Stored dataset items:
------------------------------
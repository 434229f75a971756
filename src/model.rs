use std::{fmt, path::PathBuf, str::FromStr};

use eframe::egui::ColorImage;
use serde::Deserialize;

use crate::error::ValidationError;
use crate::validate::{is_valid_url, sanitize};

/// Output kind chosen with the format radio buttons
#[derive(Debug, Clone, Copy, PartialEq, Eq)]
pub enum MediaFormat {
    /// Best audio stream, converted to MP3
    Audio,
    /// Video + audio merged into MP4
    Video,
}

impl MediaFormat {
    pub fn label(self) -> &'static str {
        match self {
            MediaFormat::Audio => "Audio (MP3)",
            MediaFormat::Video => "Video (MP4)",
        }
    }

    /// Selectable qualities, lowest first
    pub fn qualities(self) -> &'static [&'static str] {
        match self {
            MediaFormat::Audio => &["128kbps", "192kbps", "256kbps", "320kbps"],
            MediaFormat::Video => &["360p", "480p", "720p", "1080p", "Best"],
        }
    }

    pub fn extension(self) -> &'static str {
        match self {
            MediaFormat::Audio => "mp3",
            MediaFormat::Video => "mp4",
        }
    }

    /// Highest quality on offer; selected whenever the format changes
    pub fn default_quality(self) -> &'static str {
        self.qualities().last().copied().unwrap_or("Best")
    }
}

impl fmt::Display for MediaFormat {
    fn fmt(&self, f: &mut fmt::Formatter<'_>) -> fmt::Result {
        match self {
            MediaFormat::Audio => f.write_str("MP3"),
            MediaFormat::Video => f.write_str("MP4"),
        }
    }
}

#[derive(Debug, Clone, Copy, PartialEq, Eq)]
pub enum Quality {
    Best,
    /// Maximum video height in pixels
    MaxHeight(u32),
    /// Target audio bitrate in kbps
    Bitrate(u32),
}

impl Quality {
    fn fits(self, format: MediaFormat) -> bool {
        matches!(
            (format, self),
            (MediaFormat::Audio, Quality::Bitrate(_))
                | (MediaFormat::Video, Quality::Best | Quality::MaxHeight(_))
        )
    }
}

impl FromStr for Quality {
    type Err = ();

    fn from_str(s: &str) -> Result<Self, Self::Err> {
        let s = s.trim();
        if s.eq_ignore_ascii_case("best") {
            return Ok(Quality::Best);
        }
        if let Some(kbps) = s.strip_suffix("kbps") {
            return kbps.trim().parse().map(Quality::Bitrate).map_err(|_| ());
        }
        if let Some(px) = s.strip_suffix('p') {
            return px.trim().parse().map(Quality::MaxHeight).map_err(|_| ());
        }
        Err(())
    }
}

impl fmt::Display for Quality {
    fn fmt(&self, f: &mut fmt::Formatter<'_>) -> fmt::Result {
        match self {
            Quality::Best => f.write_str("Best"),
            Quality::MaxHeight(h) => write!(f, "{h}p"),
            Quality::Bitrate(b) => write!(f, "{b}kbps"),
        }
    }
}

/// Snapshot of the user's choices, taken when Download is pressed.
/// The worker only ever sees this copy, so later edits in the UI do not
/// affect a running download.
#[derive(Debug, Clone, PartialEq, Eq)]
pub struct DownloadRequest {
    pub url: String,
    pub format: MediaFormat,
    pub quality: Quality,
    pub destination: PathBuf,
}

impl DownloadRequest {
    pub fn new(
        url: &str,
        format: MediaFormat,
        quality: &str,
        destination: &str,
    ) -> Result<Self, ValidationError> {
        let url = url.trim();
        if url.is_empty() {
            return Err(ValidationError::EmptyUrl);
        }
        let destination = destination.trim();
        if destination.is_empty() {
            return Err(ValidationError::MissingDestination);
        }
        let destination = PathBuf::from(destination);
        if !destination.is_dir() {
            return Err(ValidationError::DestinationNotFound(destination));
        }
        if !is_valid_url(url) {
            return Err(ValidationError::InvalidUrl(url.to_string()));
        }
        let quality = quality
            .parse::<Quality>()
            .ok()
            .filter(|q| q.fits(format))
            .ok_or_else(|| ValidationError::InvalidQuality {
                quality: quality.to_string(),
                format: format.to_string(),
            })?;

        Ok(Self {
            url: url.to_string(),
            format,
            quality,
            destination,
        })
    }
}

/// Events flowing from a download worker to the UI thread
#[derive(Debug, Clone, PartialEq)]
pub enum ProgressEvent {
    /// Sent by the task runner before the operation starts
    Started,
    Progressing {
        downloaded_bytes: u64,
        total_bytes: Option<u64>,
        total_bytes_estimate: Option<u64>,
        speed_bytes_per_sec: Option<f64>,
    },
    /// A stream finished downloading; post-processing follows
    Processing,
    Finished,
    Failed { message: String },
}

impl ProgressEvent {
    pub fn is_terminal(&self) -> bool {
        matches!(self, ProgressEvent::Finished | ProgressEvent::Failed { .. })
    }
}

/// Metadata returned by `yt-dlp --dump-single-json`
#[derive(Debug, Clone, PartialEq, Deserialize)]
pub struct VideoInfo {
    #[serde(default = "unknown_title")]
    pub title: String,
    #[serde(default)]
    pub uploader: Option<String>,
    /// Length in seconds
    #[serde(default)]
    pub duration: Option<f64>,
    #[serde(default)]
    pub thumbnail: Option<String>,
}

fn unknown_title() -> String {
    "Unknown Title".to_string()
}

impl VideoInfo {
    /// "h:mm:ss" or "m:ss"
    pub fn duration_text(&self) -> Option<String> {
        let secs = self.duration.filter(|d| d.is_finite() && *d >= 0.0)? as u64;
        let (h, m, s) = (secs / 3600, (secs % 3600) / 60, secs % 60);
        Some(if h > 0 {
            format!("{h}:{m:02}:{s:02}")
        } else {
            format!("{m}:{s:02}")
        })
    }

    /// Preview of the saved file name. yt-dlp applies its own character
    /// substitutions to `%(title)s`, so the real name may differ.
    pub fn approximate_file_name(&self, format: MediaFormat) -> String {
        format!("{}.{}", sanitize(&self.title), format.extension())
    }
}

/// Results of a metadata fetch, delivered to the UI loop. `fetch` numbers
/// the Fetch click that produced the message.
pub enum MetadataMessage {
    Info { fetch: u64, info: VideoInfo },
    Thumbnail { fetch: u64, image: ColorImage },
}

impl MetadataMessage {
    /// False for leftovers of an earlier fetch that was superseded by `latest`
    pub fn belongs_to(&self, latest: u64) -> bool {
        match self {
            MetadataMessage::Info { fetch, .. } | MetadataMessage::Thumbnail { fetch, .. } => {
                *fetch == latest
            }
        }
    }
}

#[cfg(test)]
mod tests {
    use super::*;

    #[test]
    fn quality_strings_parse() {
        assert_eq!("192kbps".parse::<Quality>(), Ok(Quality::Bitrate(192)));
        assert_eq!("720p".parse::<Quality>(), Ok(Quality::MaxHeight(720)));
        assert_eq!("Best".parse::<Quality>(), Ok(Quality::Best));
        assert!("loud".parse::<Quality>().is_err());
        for format in [MediaFormat::Audio, MediaFormat::Video] {
            for q in format.qualities() {
                let parsed: Quality = q.parse().unwrap();
                assert_eq!(parsed.to_string(), *q);
                assert!(parsed.fits(format));
            }
        }
    }

    #[test]
    fn default_quality_is_highest() {
        assert_eq!(MediaFormat::Audio.default_quality(), "320kbps");
        assert_eq!(MediaFormat::Video.default_quality(), "Best");
    }

    #[test]
    fn request_validation_order() {
        let dir = tempfile::tempdir().unwrap();
        let dir_str = dir.path().to_str().unwrap();

        assert_eq!(
            DownloadRequest::new("  ", MediaFormat::Audio, "192kbps", dir_str),
            Err(ValidationError::EmptyUrl)
        );
        assert_eq!(
            DownloadRequest::new("youtu.be/abc", MediaFormat::Audio, "192kbps", ""),
            Err(ValidationError::MissingDestination)
        );
        let missing = dir.path().join("nope");
        assert_eq!(
            DownloadRequest::new(
                "youtu.be/abc",
                MediaFormat::Audio,
                "192kbps",
                missing.to_str().unwrap()
            ),
            Err(ValidationError::DestinationNotFound(missing))
        );
        assert!(matches!(
            DownloadRequest::new("https://vimeo.com/1", MediaFormat::Audio, "192kbps", dir_str),
            Err(ValidationError::InvalidUrl(_))
        ));
        assert!(matches!(
            DownloadRequest::new("youtu.be/abc", MediaFormat::Audio, "720p", dir_str),
            Err(ValidationError::InvalidQuality { .. })
        ));

        let req =
            DownloadRequest::new(" youtu.be/abc ", MediaFormat::Video, "720p", dir_str).unwrap();
        assert_eq!(req.url, "youtu.be/abc");
        assert_eq!(req.quality, Quality::MaxHeight(720));
        assert_eq!(req.destination, dir.path());
    }

    #[test]
    fn video_info_defaults() {
        let info: VideoInfo = serde_json::from_str(r#"{"id":"x","duration":3725}"#).unwrap();
        assert_eq!(info.title, "Unknown Title");
        assert_eq!(info.thumbnail, None);
        assert_eq!(info.duration_text().as_deref(), Some("1:02:05"));
    }

    #[test]
    fn file_name_preview_uses_format_extension() {
        let info = VideoInfo {
            title: "Live: Q&A?".into(),
            uploader: None,
            duration: None,
            thumbnail: None,
        };
        assert_eq!(info.approximate_file_name(MediaFormat::Audio), "Live_ Q&A_.mp3");
        assert_eq!(info.approximate_file_name(MediaFormat::Video), "Live_ Q&A_.mp4");
    }

    #[test]
    fn stale_metadata_is_recognised() {
        use eframe::egui::Color32;

        let thumb = MetadataMessage::Thumbnail {
            fetch: 1,
            image: ColorImage::new([1, 1], Color32::BLACK),
        };
        assert!(thumb.belongs_to(1));
        assert!(!thumb.belongs_to(2));

        let info = MetadataMessage::Info {
            fetch: 3,
            info: serde_json::from_str("{}").unwrap(),
        };
        assert!(info.belongs_to(3));
        assert!(!info.belongs_to(4));
    }
}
------------------------------
▶ Brief
Every line that holds the word "worker" should be copied from the records.

▶ Result of the exercise
/// The worker only ever sees this copy, so later edits in the UI do not
/// Events flowing from a download worker to the UI thread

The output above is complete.